Methods:  We reviewed all PEx in patients infected with Pseudomonas aeruginosa treated with parenteral antibiotics over 4 years at our center. Treatment failures were categorized a priori as those PEx requiring antibiotic regimen change, prolongation of therapy > 20 days because of failure to respond, an early recurrent event within < 45 days, or failure to recover lung function to > 90% of baseline FEV1.

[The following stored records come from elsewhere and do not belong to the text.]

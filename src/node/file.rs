//! File nodes

use crate::node::{node_path, Hierarchy, Metadata, NodeKind, Settable};
use crate::types::{Hash, Inode};
use chrono::{DateTime, Utc};
use serde::{Deserialize, Serialize};

/// A leaf node describing one file's content.
///
/// `content_key` is opaque to the core (e.g. a reference to the key the
/// content was encrypted with).
#[derive(Debug, Clone, PartialEq, Serialize, Deserialize)]
pub struct File {
    name: String,
    parent_path: String,
    inode: Inode,
    mod_time: DateTime<Utc>,
    size: u64,
    content_hash: Hash,
    content_key: Vec<u8>,
    tree_hash: Hash,
}

impl File {
    /// Create an empty, detached file.
    pub fn new(name: &str, inode: Inode) -> Self {
        let mut file = File {
            name: name.to_string(),
            parent_path: String::new(),
            inode,
            mod_time: Utc::now(),
            size: 0,
            content_hash: Hash::empty(),
            content_key: Vec::new(),
            tree_hash: Hash::empty(),
        };
        file.rehash();
        file
    }

    pub fn content_key(&self) -> &[u8] {
        &self.content_key
    }

    /// Point the file at new content.
    pub fn set_content(&mut self, content_hash: Hash, size: u64) {
        self.content_hash = content_hash;
        self.size = size;
        self.touch();
    }

    pub fn set_content_key(&mut self, key: Vec<u8>) {
        self.content_key = key;
        self.touch();
    }

    fn touch(&mut self) {
        self.mod_time = Utc::now();
        self.rehash();
    }

    /// tree_hash = hash("file:" || path || inode || content_hash || content_key)
    fn rehash(&mut self) {
        let path = self.path();
        self.tree_hash = Hash::sum_parts(&[
            b"file:",
            path.as_bytes(),
            &self.inode.to_be_bytes(),
            self.content_hash.as_bytes(),
            &self.content_key,
        ]);
    }
}

impl Metadata for File {
    fn name(&self) -> &str {
        &self.name
    }

    fn tree_hash(&self) -> &Hash {
        &self.tree_hash
    }

    fn content_hash(&self) -> &Hash {
        &self.content_hash
    }

    fn mod_time(&self) -> DateTime<Utc> {
        self.mod_time
    }

    fn kind(&self) -> NodeKind {
        NodeKind::File
    }

    fn inode(&self) -> Inode {
        self.inode
    }

    fn size(&self) -> u64 {
        self.size
    }

    fn path(&self) -> String {
        node_path(&self.parent_path, &self.name)
    }
}

impl Settable for File {
    fn set_name(&mut self, name: &str) {
        self.name = name.to_string();
        self.rehash();
    }

    fn set_mod_time(&mut self, mod_time: DateTime<Utc>) {
        self.mod_time = mod_time;
    }
}

impl Hierarchy for File {
    fn parent_path(&self) -> Option<&str> {
        if self.parent_path.is_empty() {
            None
        } else {
            Some(&self.parent_path)
        }
    }

    fn set_parent_path(&mut self, parent: &str) {
        self.parent_path = parent.to_string();
        self.rehash();
    }
}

Results:  A total of 101 patients were followed for 452 PEx. Treatment failures were observed in 125 (28%) of PEx; antibiotic regimen change was observed in 27 (6%), prolongation of therapy in 29 (6%), early recurrent events in 63 (14%), and failure to recover lung function to > 90% of baseline FEV1 in 66 (15%). Demographic factors associated with one or more treatment failures per year included advanced airways disease, use of enteric feeds, CF-related diabetes, and CF liver disease but did not include female sex or F508del homozygosity. Increased treatment failure risk was associated with lower admission FEV1 and increased markers of inflammation. At therapeutic completion, increased inflammatory markers correlated with treatment failure. Failure rates decreased with increasing number of active antimicrobial agents used based on in vitro susceptibility (zero, 28/65 [43%]; one, 38/140 [27%]; two, 59/245 [24%]; three, 0/2 [0%]; P = .02).

Conclusions:  One-fourth of PEx fail to respond adequately to initial management. Patient demographic and episode-specific clinical information can be used to identify individuals at increased risk of initial management failure.